BRIEF :: From the line with "submissions are posted" to the final line of the records, reproduce every line exactly and only those lines.

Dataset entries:
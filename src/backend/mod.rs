//! Client for the yourOrbit backend REST endpoints
//!
//! The backend exposes `GET /api/health` and `GET /api/job-app-tracker`; text
//! submissions are posted to the tracker endpoint when `submit.mode = "http"`.

pub mod client;

pub use client::{BackendClient, HealthStatus, TextSubmission, TrackerStatus};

OUTPUT OF THE EXERCISE ::
//! submissions are posted to the tracker endpoint when `submit.mode = "http"`.

pub mod client;

pub use client::{BackendClient, HealthStatus, TextSubmission, TrackerStatus};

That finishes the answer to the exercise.